Conditional requantization and assert on padding in block quant

ROCm · Jan 16, 2025 · 73aedac · 73aedac
1 parent 6747657
commit 73aedac
Showing 1 changed file with 32 additions and 30 deletions.
diff --git a/vllm/model_executor/layers/quantization/fp8.py b/vllm/model_executor/layers/quantization/fp8.py
@@ -166,6 +166,7 @@ def create_weights(
         weight_loader = extra_weight_attrs.get("weight_loader")
 
         if self.block_quant:
+            assert not envs.VLLM_FP8_PADDING, "FP8 weight padding is not supported in block quantization."
             tp_size = get_tensor_model_parallel_world_size()
             assert self.quant_config.weight_block_size is not None
             block_n, block_k = (
@@ -253,14 +254,14 @@ def create_weights(
     def process_weights_after_loading(self, layer: Module) -> None:
         # Block quant doesn't need to process weights after loading
         if self.block_quant:
-
-            weight, weight_scale, input_scale = \
-                normalize_e4m3fn_to_e4m3fnuz(
-                    weight=layer.weight,
-                    weight_scale=layer.weight_scale_inv,
-                    input_scale=layer.input_scale)
-            layer.weight = Parameter(weight, requires_grad=False)
-            layer.weight_scale_inv = Parameter(weight_scale, requires_grad=False)            
+            if current_platform.is_rocm() and not is_navi():            
+                weight, weight_scale, _ = \
+                    normalize_e4m3fn_to_e4m3fnuz(
+                        weight=layer.weight,
+                        weight_scale=layer.weight_scale_inv,
+                        input_scale=layer.input_scale)
+                layer.weight = Parameter(weight, requires_grad=False)
+                layer.weight_scale_inv = Parameter(weight_scale, requires_grad=False)            
             return
         layer.weight = torch.nn.Parameter(layer.weight.data,
                                           requires_grad=False)

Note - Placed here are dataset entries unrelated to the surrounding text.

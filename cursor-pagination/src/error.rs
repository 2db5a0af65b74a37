//! Error types for cursor pagination

use thiserror::Error;

use crate::query::QueryOperation;
use crate::store::StoreError;

/// Result type alias using our Error type
pub type Result<T> = std::result::Result<T, Error>;

/// Errors raised while paginating a query
///
/// The first three variants are caller mistakes and are raised before any
/// store round trip. Store failures are carried through unchanged.
#[derive(Debug, Error)]
pub enum Error {
    /// Pagination was requested on something other than a find query
    #[error("Cannot paginate on any operation other than find (got {operation})")]
    UnsupportedOperation {
        /// The operation the query was built for
        operation: QueryOperation,
    },

    /// A cursor references a field that is not part of the active sort
    #[error("Cursor field '{field}' is not part of the sort specification")]
    CursorSortMismatch {
        /// The offending cursor field
        field: String,
    },

    /// A cursor string could not be decoded
    #[error("Malformed cursor: {0}")]
    MalformedCursor(String),

    /// The record store failed
    #[error("{0}")]
    Store(#[from] StoreError),

    /// Configuration error
    #[error("Configuration error: {0}")]
    Config(Box<figment::Error>),

    /// Configuration loaded but holds an unusable value
    #[error("Invalid configuration: {0}")]
    InvalidConfig(String),
}

impl Error {
    /// Whether the caller built an invalid request
    ///
    /// Client errors are never worth retrying.
    #[must_use]
    pub fn is_client_error(&self) -> bool {
        matches!(
            self,
            Self::UnsupportedOperation { .. }
                | Self::CursorSortMismatch { .. }
                | Self::MalformedCursor(_)
        )
    }
}

impl From<figment::Error> for Error {
    fn from(err: figment::Error) -> Self {
        Self::Config(Box::new(err))
    }
}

@@ -521,29 +522,30 @@ def create_weights(self, layer: Module, num_experts: int, hidden_size: int,
     def process_weights_after_loading(self, layer: Module) -> None:
         # Block quant doesn't need to process weights after loading
         if self.block_quant:
-            w13_weight, w13_weight_scale_inv, w13_input_scale = \
-                normalize_e4m3fn_to_e4m3fnuz(
-                    layer.w13_weight, layer.w13_weight_scale_inv,
-                    layer.w13_input_scale)
-            w2_weight, w2_weight_scale_inv, w2_input_scale = \
-                normalize_e4m3fn_to_e4m3fnuz(
-                    layer.w2_weight, layer.w2_weight_scale_inv,
-                    layer.w2_input_scale)
-            # Reset the parameter
-            layer.w13_weight = torch.nn.Parameter(w13_weight,
-                                                    requires_grad=False)
-            layer.w13_weight_scale_inv = torch.nn.Parameter(
-                w13_weight_scale_inv, requires_grad=False)
-            if w13_input_scale is not None:
-                layer.w13_input_scale = torch.nn.Parameter(
-                    w13_input_scale, requires_grad=False)
-            layer.w2_weight = torch.nn.Parameter(w2_weight,
-                                                    requires_grad=False)
-            layer.w2_weight_scale_inv = torch.nn.Parameter(w2_weight_scale_inv,
+            if current_platform.is_rocm() and not is_navi():
+                w13_weight, w13_weight_scale_inv, w13_input_scale = \
+                    normalize_e4m3fn_to_e4m3fnuz(
+                        layer.w13_weight, layer.w13_weight_scale_inv,
+                        layer.w13_input_scale)
+                w2_weight, w2_weight_scale_inv, w2_input_scale = \
+                    normalize_e4m3fn_to_e4m3fnuz(
+                        layer.w2_weight, layer.w2_weight_scale_inv,
+                        layer.w2_input_scale)
+                # Reset the parameter
+                layer.w13_weight = torch.nn.Parameter(w13_weight,
                                                         requires_grad=False)
-            if w2_input_scale is not None:
-                layer.w2_input_scale = torch.nn.Parameter(
-                    w2_input_scale, requires_grad=False)
+                layer.w13_weight_scale_inv = torch.nn.Parameter(
+                    w13_weight_scale_inv, requires_grad=False)
+                if w13_input_scale is not None:
+                    layer.w13_input_scale = torch.nn.Parameter(
+                        w13_input_scale, requires_grad=False)
+                layer.w2_weight = torch.nn.Parameter(w2_weight,
+                                                        requires_grad=False)
+                layer.w2_weight_scale_inv = torch.nn.Parameter(w2_weight_scale_inv,
+                                                            requires_grad=False)
+                if w2_input_scale is not None:
+                    layer.w2_input_scale = torch.nn.Parameter(
+                        w2_input_scale, requires_grad=False)
             return
         # If checkpoint is fp16, quantize in place.
         if not self.quant_config.is_checkpoint_fp8_serialized: